use super::entries::Entries;
use crate::error::GridResult;

use serde::{Deserialize, Serialize};
use serde_json::Value;

/// The three store shapes a backend knows about.
#[derive(Debug, Clone, Copy, PartialEq, Eq, Serialize, Deserialize)]
pub enum StoreKind {
    Map,
    Queue,
    Set,
}

impl StoreKind {
    pub fn as_str(&self) -> &'static str {
        match self {
            StoreKind::Map => "map",
            StoreKind::Queue => "queue",
            StoreKind::Set => "set",
        }
    }
}

/// How `put` treats an existing key.
#[derive(Debug, Clone, Copy, PartialEq, Eq)]
pub enum PutMode {
    /// Replace the value if it differs. Position is kept.
    Upsert,
    /// Leave an existing key untouched.
    InsertOnly,
}

/// Untyped storage contract. Values travel as JSON; the typed handles in
/// [`super::store`] do the (de)serialization.
///
/// Entries of a store are kept in insertion order. Closures passed to
/// `update` must not touch storage; visitors passed to `for_each` may.
///
/// Transactions are built on top of `snapshot` and `commit`: a transaction
/// buffers its writes and commits them together with what it read.
pub trait StorageBackend: Send + Sync {
    /// Creates the store if missing. Opening an existing name as another kind fails.
    fn open_store(&self, name: &str, kind: StoreKind) -> GridResult<()>;

    fn get(&self, store: &str, key: &str) -> GridResult<Option<Value>>;

    /// Returns `true` when visible state changed.
    fn put(&self, store: &str, key: &str, value: Value, mode: PutMode) -> GridResult<bool>;

    /// Applies `f` to the current value (if any) and stores its output.
    fn update(
        &self,
        store: &str,
        key: &str,
        f: &mut dyn FnMut(Option<Value>) -> GridResult<Value>,
    ) -> GridResult<bool>;

    fn delete(&self, store: &str, key: &str) -> GridResult<bool>;

    /// Removes and returns the oldest entry.
    fn poll(&self, store: &str) -> GridResult<Option<(String, Value)>>;

    /// Visits entries in insertion order until the visitor returns `false`.
    /// Returns `false` if iteration was stopped early.
    fn for_each(&self, store: &str, visitor: &mut dyn FnMut(&str, &Value) -> bool)
    -> GridResult<bool>;

    fn size(&self, store: &str) -> GridResult<usize>;

    fn clear(&self, store: &str) -> GridResult<()>;

    fn store_names(&self) -> GridResult<Vec<String>>;

    fn store_exists(&self, name: &str) -> bool;

    /// Drops every store.
    fn destroy(&self) -> GridResult<()>;

    /// Current entries of a store together with its mutation counter, read
    /// as one step.
    fn snapshot(&self, store: &str) -> GridResult<StoreSnapshot>;

    /// Checks every read of `batch` against the current state and, if none
    /// changed, applies its writes as one step. Fails with
    /// `GridError::Conflict` otherwise, leaving the stores untouched.
    fn commit(&self, batch: CommitBatch) -> GridResult<()>;
}

#[derive(Debug, Clone, Default)]
pub struct StoreSnapshot {
    pub version: u64,
    pub entries: Vec<(String, Value)>,
}

/// Something a transaction observed, to be confirmed at commit.
#[derive(Debug, Clone)]
pub enum ReadCheck {
    /// The committed value of one key.
    Key {
        store: String,
        key: String,
        value: Option<Value>,
    },
    /// The mutation counter of a whole store.
    Store { store: String, version: u64 },
}

impl ReadCheck {
    pub fn store(&self) -> &str {
        match self {
            ReadCheck::Key { store, .. } | ReadCheck::Store { store, .. } => store,
        }
    }
}

/// A buffered transaction write, replayed in order at commit.
#[derive(Debug, Clone)]
pub enum WriteOp {
    /// Replaces an existing value in place or appends a new key.
    Upsert {
        store: String,
        key: String,
        value: Value,
    },
    Delete { store: String, key: String },
    Clear { store: String },
}

impl WriteOp {
    pub fn store(&self) -> &str {
        match self {
            WriteOp::Upsert { store, .. } | WriteOp::Delete { store, .. } | WriteOp::Clear { store } => {
                store
            }
        }
    }

    pub(crate) fn apply(&self, entries: &mut Entries) {
        match self {
            WriteOp::Upsert { key, value, .. } => entries.upsert(key, value.clone()),
            WriteOp::Delete { key, .. } => {
                entries.remove(key);
            }
            WriteOp::Clear { .. } => entries.clear(),
        }
    }
}

#[derive(Debug, Clone, Default)]
pub struct CommitBatch {
    pub reads: Vec<ReadCheck>,
    pub writes: Vec<WriteOp>,
}
//! Task Pipelines
//!
//! A pipeline is an ordered list of stages, each running one grid task
//! through the [`TaskCoordinator`]. The coordinator node drives the stages;
//! other nodes only wait for the pipeline to be reported done.
//!
//! ## Stage Rules
//! - Stages before the persisted active stage already ran and are skipped,
//!   so a pipeline interrupted by a coordinator change resumes where it was.
//! - Once a stage fails or a stop is requested, the remaining stages are
//!   skipped, except those flagged `always`.
//! - `always` stages that run out of turn do not move the active stage.
//! - A stage whose provider returns no task is skipped but still becomes the
//!   active one.

use super::coordinator::TaskCoordinator;
use super::dispatcher::WorkDispatcher;
use super::task::GridTask;
use super::types::{RunOptions, TaskExecutionResult, TaskState};
use super::worker::Worker;
use crate::error::{GridError, GridResult};
use crate::grid::Grid;
use crate::storage::GridMap;
use crate::util::wait::{Backoff, Check, WaitOutcome, wait_until};

use std::sync::atomic::{AtomicBool, Ordering};
use std::sync::{Arc, Mutex};

pub const PIPELINE_ACTIVE_STAGE_STORE: &str = "pipelineActiveStage";
pub const PIPELINE_LAST_RESULT_STORE: &str = "pipelineLastResult";

/// Active stage value of a pipeline that ran to the end.
pub const PIPELINE_DONE: i64 = -1;

type TaskProvider =
    Arc<dyn Fn(Option<&TaskExecutionResult>) -> Option<Arc<dyn GridTask>> + Send + Sync>;

/// One step of a [`GridPipeline`].
#[derive(Clone)]
pub struct PipelineStage {
    provider: TaskProvider,
    always: bool,
    options: RunOptions,
}

impl PipelineStage {
    /// A stage always running the same task.
    pub fn new(task: Arc<dyn GridTask>) -> Self {
        Self::from_fn(move |_| Some(task.clone()))
    }

    /// A stage building its task from the previous stage's result. Returning
    /// `None` skips the stage.
    pub fn from_fn<F>(provider: F) -> Self
    where
        F: Fn(Option<&TaskExecutionResult>) -> Option<Arc<dyn GridTask>> + Send + Sync + 'static,
    {
        Self {
            provider: Arc::new(provider),
            always: false,
            options: RunOptions::default(),
        }
    }

    /// Runs the stage even after an earlier failure or a stop request.
    pub fn always(mut self) -> Self {
        self.always = true;
        self
    }

    pub fn with_options(mut self, options: RunOptions) -> Self {
        self.options = options;
        self
    }

    pub fn is_always(&self) -> bool {
        self.always
    }

    fn task_for(&self, previous: Option<&TaskExecutionResult>) -> Option<Arc<dyn GridTask>> {
        (self.provider)(previous)
    }
}

#[derive(Clone)]
pub struct GridPipeline {
    id: String,
    stages: Vec<PipelineStage>,
}

impl GridPipeline {
    pub fn new(id: &str) -> Self {
        Self {
            id: id.to_string(),
            stages: Vec::new(),
        }
    }

    pub fn stage(mut self, stage: PipelineStage) -> Self {
        self.stages.push(stage);
        self
    }

    pub fn id(&self) -> &str {
        &self.id
    }

    pub fn stages(&self) -> &[PipelineStage] {
        &self.stages
    }

    pub fn len(&self) -> usize {
        self.stages.len()
    }

    pub fn is_empty(&self) -> bool {
        self.stages.is_empty()
    }
}

/// State shared with the stop monitor.
#[derive(Default)]
struct PipeRun {
    stop_requested: AtomicBool,
    active_task: Mutex<Option<String>>,
}

impl PipeRun {
    fn set_active_task(&self, task_id: Option<&str>) {
        if let Ok(mut active) = self.active_task.lock() {
            *active = task_id.map(str::to_string);
        }
    }

    fn active_task(&self) -> Option<String> {
        self.active_task.lock().ok().and_then(|active| active.clone())
    }
}

enum Directive {
    Run { mark_active: bool },
    Skip,
}

pub struct PipelineCoordinator {
    grid: Arc<dyn Grid>,
    dispatcher: Arc<WorkDispatcher>,
    worker: Arc<Worker>,
    tasks: Arc<TaskCoordinator>,
    active_stages: GridMap<i64>,
    last_results: GridMap<TaskExecutionResult>,
}

impl PipelineCoordinator {
    pub fn new(
        grid: Arc<dyn Grid>,
        dispatcher: Arc<WorkDispatcher>,
        worker: Arc<Worker>,
        tasks: Arc<TaskCoordinator>,
    ) -> GridResult<Arc<Self>> {
        let active_stages = grid.storage().map(PIPELINE_ACTIVE_STAGE_STORE)?;
        let last_results = grid.storage().map(PIPELINE_LAST_RESULT_STORE)?;

        Ok(Arc::new(Self {
            grid,
            dispatcher,
            worker,
            tasks,
            active_stages,
            last_results,
        }))
    }

    /// Runs `pipeline` on the grid and returns the result of the last stage
    /// that ran.
    pub async fn execute_pipeline(
        &self,
        pipeline: &GridPipeline,
    ) -> GridResult<Option<TaskExecutionResult>> {
        if !self.grid.is_coordinator() {
            tracing::debug!(
                "Node {} waiting for the coordinator to run pipeline {}",
                self.grid.node_address(),
                pipeline.id()
            );
            if let Some(result) = self.await_pipeline_done(pipeline.id()).await {
                return Ok(result);
            }
            tracing::warn!(
                "Node {} became coordinator while waiting for pipeline {}. Resuming it.",
                self.grid.node_address(),
                pipeline.id()
            );
        }

        let run = Arc::new(PipeRun::default());
        let monitor = self.monitor_stop_request(pipeline.id(), run.clone());
        let outcome = self.run_stages(pipeline, &run).await;
        monitor.abort();

        let result = match &outcome {
            Ok(result) => result.clone(),
            Err(e) => {
                tracing::error!("Pipeline {} failed: {}", pipeline.id(), e);
                None
            }
        };
        self.dispatcher
            .set_pipeline_done_on_nodes(pipeline.id(), result)
            .await;
        // Nobody waits here for our own signal.
        self.worker.take_pipeline_done(pipeline.id());

        outcome
    }

    /// Waits for the done signal. Returns `None` if this node became the
    /// coordinator in the meantime.
    async fn await_pipeline_done(&self, pipeline_id: &str) -> Option<Option<TaskExecutionResult>> {
        let worker = &self.worker;
        let grid = &self.grid;

        let outcome = wait_until(
            move || async move {
                if let Some(result) = worker.take_pipeline_done(pipeline_id) {
                    return Check::Ready(result);
                }
                if grid.is_coordinator() {
                    return Check::Cancel;
                }
                Check::NotYet
            },
            Backoff::fixed(self.grid.config().heartbeat_interval()),
            None,
        )
        .await;

        match outcome {
            WaitOutcome::Done(result) => Some(result),
            WaitOutcome::Expired | WaitOutcome::Cancelled => None,
        }
    }

    async fn run_stages(
        &self,
        pipeline: &GridPipeline,
        run: &PipeRun,
    ) -> GridResult<Option<TaskExecutionResult>> {
        let pipeline_id = pipeline.id();
        if pipeline.is_empty() {
            return Err(GridError::InvalidPipeline(format!(
                "Pipeline {} stage list must not be empty.",
                pipeline_id
            )));
        }

        let start_index = self.starting_stage_index(pipeline_id)?;
        let mut last = if start_index > 0 {
            self.last_results.get(pipeline_id)?
        } else {
            None
        };
        let mut failed_index: Option<usize> = None;

        for (index, stage) in pipeline.stages().iter().enumerate() {
            if self.worker.is_pipeline_stop_requested(pipeline_id) {
                run.stop_requested.store(true, Ordering::SeqCst);
            }

            let mark_active = match self.stage_directive(
                pipeline_id,
                index,
                stage,
                start_index,
                failed_index,
                run.stop_requested.load(Ordering::SeqCst),
            ) {
                Directive::Skip => continue,
                Directive::Run { mark_active } => mark_active,
            };
            if mark_active {
                self.active_stages.put(pipeline_id, &(index as i64))?;
            }

            let Some(task) = stage.task_for(last.as_ref()) else {
                tracing::info!(
                    "Pipeline {} stage index {} has no task to run. Skipping it.",
                    pipeline_id,
                    index
                );
                continue;
            };

            run.set_active_task(Some(task.id()));
            let result = match self.tasks.execute_task(task.clone(), stage.options).await {
                Ok(result) => result,
                Err(e) => TaskExecutionResult::failed(e.to_string()),
            };
            run.set_active_task(None);

            if result.state != TaskState::Completed {
                failed_index = Some(index);
                tracing::error!(
                    "Pipeline {} stage index {} (task {}) failed: {}",
                    pipeline_id,
                    index,
                    task.id(),
                    result.error.as_deref().unwrap_or("no error given")
                );
            }
            self.last_results.put(pipeline_id, &result)?;
            last = Some(result);
        }

        self.active_stages.put(pipeline_id, &PIPELINE_DONE)?;
        self.last_results.delete(pipeline_id)?;
        self.worker.clear_pipeline_stop(pipeline_id);
        tracing::info!("Pipeline {} done", pipeline_id);

        Ok(last)
    }

    fn stage_directive(
        &self,
        pipeline_id: &str,
        index: usize,
        stage: &PipelineStage,
        start_index: usize,
        failed_index: Option<usize>,
        stop_requested: bool,
    ) -> Directive {
        let out_of_turn = if stop_requested {
            Some("the pipeline is being stopped")
        } else if index < start_index {
            Some("it already ran")
        } else if failed_index.is_some() {
            Some("an earlier stage failed")
        } else {
            None
        };

        match out_of_turn {
            None => Directive::Run { mark_active: true },
            Some(reason) if stage.is_always() => {
                tracing::info!(
                    "Pipeline {} stage index {} runs although {}: it is marked as \"always\" run.",
                    pipeline_id,
                    index,
                    reason
                );
                Directive::Run { mark_active: false }
            }
            Some(reason) => {
                tracing::info!(
                    "Pipeline {} stage index {} skipped: {}.",
                    pipeline_id,
                    index,
                    reason
                );
                Directive::Skip
            }
        }
    }

    /// Resumes from the persisted active stage. A completed pipeline starts
    /// over.
    fn starting_stage_index(&self, pipeline_id: &str) -> GridResult<usize> {
        match self.active_stages.get(pipeline_id)? {
            Some(index) if index > 0 => {
                tracing::info!(
                    "Unterminated execution detected for pipeline {}. Resuming at stage index {}.",
                    pipeline_id,
                    index
                );
                Ok(index as usize)
            }
            Some(PIPELINE_DONE) => {
                tracing::info!(
                    "Previous execution of pipeline {} completed. Starting it again.",
                    pipeline_id
                );
                Ok(0)
            }
            _ => Ok(0),
        }
    }

    /// Watches this node's stop flag and stops the active task once set.
    fn monitor_stop_request(&self, pipeline_id: &str, run: Arc<PipeRun>) -> tokio::task::JoinHandle<()> {
        let worker = self.worker.clone();
        let dispatcher = self.dispatcher.clone();
        let pipeline_id = pipeline_id.to_string();
        let interval = self.grid.config().heartbeat_interval();

        tokio::spawn(async move {
            let mut ticker = tokio::time::interval(interval);
            loop {
                ticker.tick().await;
                if run.stop_requested.load(Ordering::SeqCst)
                    || !worker.is_pipeline_stop_requested(&pipeline_id)
                {
                    continue;
                }

                run.stop_requested.store(true, Ordering::SeqCst);
                if let Some(task_id) = run.active_task() {
                    tracing::info!("Stopping task {} of pipeline {}", task_id, pipeline_id);
                    dispatcher.stop_task_on_nodes(&task_id).await;
                }
            }
        })
    }

    /// Asks the coordinator to stop `pipeline_id`.
    pub async fn stop_pipeline(&self, pipeline_id: &str) -> GridResult<()> {
        let response = self.dispatcher.stop_pipeline(pipeline_id).await;
        match response.error_message() {
            None => Ok(()),
            Some(error) => Err(GridError::Transport(format!(
                "Could not request stop of pipeline {}: {}",
                pipeline_id, error
            ))),
        }
    }

    /// Index of the stage being run, or `-1` when none is.
    pub fn active_stage_index(&self, pipeline_id: &str) -> GridResult<i64> {
        Ok(self
            .active_stages
            .get(pipeline_id)?
            .unwrap_or(PIPELINE_DONE))
    }
}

*GOAL OF THE EXERCISE:* Set the material down exactly as written, starting at its first line. The line containing "fn get(&self, store: &str, key: &str)" is the last one to include.

*ANSWER TO THE PROBLEM:*
use super::entries::Entries;
use crate::error::GridResult;

use serde::{Deserialize, Serialize};
use serde_json::Value;

/// The three store shapes a backend knows about.
#[derive(Debug, Clone, Copy, PartialEq, Eq, Serialize, Deserialize)]
pub enum StoreKind {
    Map,
    Queue,
    Set,
}

impl StoreKind {
    pub fn as_str(&self) -> &'static str {
        match self {
            StoreKind::Map => "map",
            StoreKind::Queue => "queue",
            StoreKind::Set => "set",
        }
    }
}

/// How `put` treats an existing key.
#[derive(Debug, Clone, Copy, PartialEq, Eq)]
pub enum PutMode {
    /// Replace the value if it differs. Position is kept.
    Upsert,
    /// Leave an existing key untouched.
    InsertOnly,
}

/// Untyped storage contract. Values travel as JSON; the typed handles in
/// [`super::store`] do the (de)serialization.
///
/// Entries of a store are kept in insertion order. Closures passed to
/// `update` must not touch storage; visitors passed to `for_each` may.
///
/// Transactions are built on top of `snapshot` and `commit`: a transaction
/// buffers its writes and commits them together with what it read.
pub trait StorageBackend: Send + Sync {
    /// Creates the store if missing. Opening an existing name as another kind fails.
    fn open_store(&self, name: &str, kind: StoreKind) -> GridResult<()>;

    fn get(&self, store: &str, key: &str) -> GridResult<Option<Value>>;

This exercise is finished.